Summary: Responsive redesign of DriveTime.com in order to increase efficiency of development/design and bring site in line with modern standards. Streamlining existing site UI to create a design system.

My role: Strategy, user research, wireframing, design system creation, UI design, UX design

Project background

Bringing mobile and desktop sites together into one responsive site

When we took on this project, we were still operating separate mobile and desktop sites - maintaining two codebases, designing two unique experiences for every project, and our desktop site was falling behind in terms of functionality and experience. A responsive redesign meant we would be able to streamline our work and reduce inconsistencies.  

Scope and constraints

Together with our leadership and product groups we defined what we wanted to achieve and our approach.

  • Mobile first: We would use the mobile codebase and design as our source of truth for creating a new desktop experience.
  • Maintain the user experience: We would maintain the functionality and layout of the existing desktop site as much as possible to avoid introducing friction to the desktop user.
  • Streamline UI elements: Our current UI was created ad-hoc and we didn't have a design system to pull from so we determined we would streamline the UI and create a design system.
  • Pilot experience: We would pilot the new responsive site to make sure it was performing as expected.

Process

Wireframes, heatmaps, and sitemaps

Our mobile and desktop sites had different setups so my first step was to meet with our development team to walk through the code structures. Together we created wireframes of each page outlining how they were built and comparing the structure/content. This helped to ensure I was scaling my designs in a way that would minimize rework or duplicated code.

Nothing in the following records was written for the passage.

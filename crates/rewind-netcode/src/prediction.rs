//! Client-side prediction of the locally owned entity.
//!
//! Every tick the predictor stamps the local input, buffers it, sends it to
//! the server and applies it immediately. Both the inputs and the resulting
//! states are kept in tick-indexed rings so a later correction can rewind to
//! any recent tick and replay forward.

use rewind_net::{EntityId, InputPayload, StatePayload, Tick, Transport};

use crate::history::HistoryRing;
use crate::input::InputSample;
use crate::movement::MovementSimulator;

/// Prediction state for one owned entity.
#[derive(Debug, Clone)]
pub struct ClientPredictor {
    entity: EntityId,
    inputs: HistoryRing<InputPayload>,
    states: HistoryRing<StatePayload>,
    current: StatePayload,
    last_predicted: Option<Tick>,
}

impl ClientPredictor {
    /// Creates a predictor whose live state starts at `spawn`.
    ///
    /// `spawn` is also recorded in the state ring at its own tick, so a
    /// correction for that tick has something to compare against.
    pub fn new(entity: EntityId, capacity: usize, spawn: StatePayload) -> Self {
        let mut states = HistoryRing::new(capacity);
        states.add(spawn, spawn.tick);
        Self {
            entity,
            inputs: HistoryRing::new(capacity),
            states,
            current: spawn,
            last_predicted: None,
        }
    }

    /// Predicts `tick` from the live state.
    ///
    /// The input is sent before it is simulated; a send never fails from the
    /// predictor's point of view.
    pub fn predict_tick(
        &mut self,
        tick: Tick,
        sample: InputSample,
        simulator: &MovementSimulator,
        transport: &dyn Transport,
    ) -> StatePayload {
        let input = sample.stamp(tick);
        self.inputs.add(input, tick);
        transport.send_input(self.entity, &input);

        let next = simulator.simulate(&self.current, &input);
        self.states.add(next, tick);
        self.current = next;
        self.last_predicted = Some(tick);

        tracing::trace!(entity = %self.entity, tick, position = ?next.position, "predicted");
        next
    }

    /// Replaces the live state and records it at its own tick. Used both for
    /// the rewind snap and for every replayed tick.
    pub(crate) fn snap(&mut self, state: StatePayload) {
        self.states.add(state, state.tick);
        self.current = state;
    }

    /// The entity this predictor drives.
    pub fn entity(&self) -> EntityId {
        self.entity
    }

    /// Live predicted state.
    pub fn current(&self) -> &StatePayload {
        &self.current
    }

    /// Buffered inputs, indexed by tick.
    pub fn inputs(&self) -> &HistoryRing<InputPayload> {
        &self.inputs
    }

    /// Predicted states, indexed by tick.
    pub fn states(&self) -> &HistoryRing<StatePayload> {
        &self.states
    }

    /// Most recent tick predicted, if any.
    pub fn last_predicted(&self) -> Option<Tick> {
        self.last_predicted
    }
}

Together with our analytics team we used those initial wireframes to create heatmaps and identify the most impactful parts of the mobile and desktop sites. We defined which elements/pages we wanted to keep and created our final sitemap for the responsive site.

UI audit and design system creation

Until this redesign, all of the elements on our site were created à la carte (and you could tell). We decided the best path forward was to create a design system. My first step in this was to perform a full UI audit. I analyzed all of the pages in our sitemap and documented any repeating patterns or elements. From there I examined how they were styled and what function they were performing and consolidated all of the different styling into reusable components.

For example, I found 24 different button styles with varying colors, font sizes, drop shadows, padding, and border radius. I narrowed that down to four different styles and three different colors. I used this same method to refine our typography, color schemes, link styles, icons, and content.

Design

Based on our research, wireframes, and heatmaps, I designed mobile, tablet and desktop views for every page on the site based on the pre-existing mobile site combined with our new design system. My goal was to match the layout of the current desktop site as much as I could so there would be minimal disruption to current users.

Results

One month after we launched the responsive site, we were seeing a positive change in both conversion and bounce rate compared to the old desktop site.

4.89% increase in financing conversion (7.84% > 8.22%)

9.1% decrease in bounce rate (39.64% > 36.03%)

We were also seeing improvements in design time and development time. Overall, the responsive redesign and design system implementation successfully improved customer experience while also making design and development more efficient.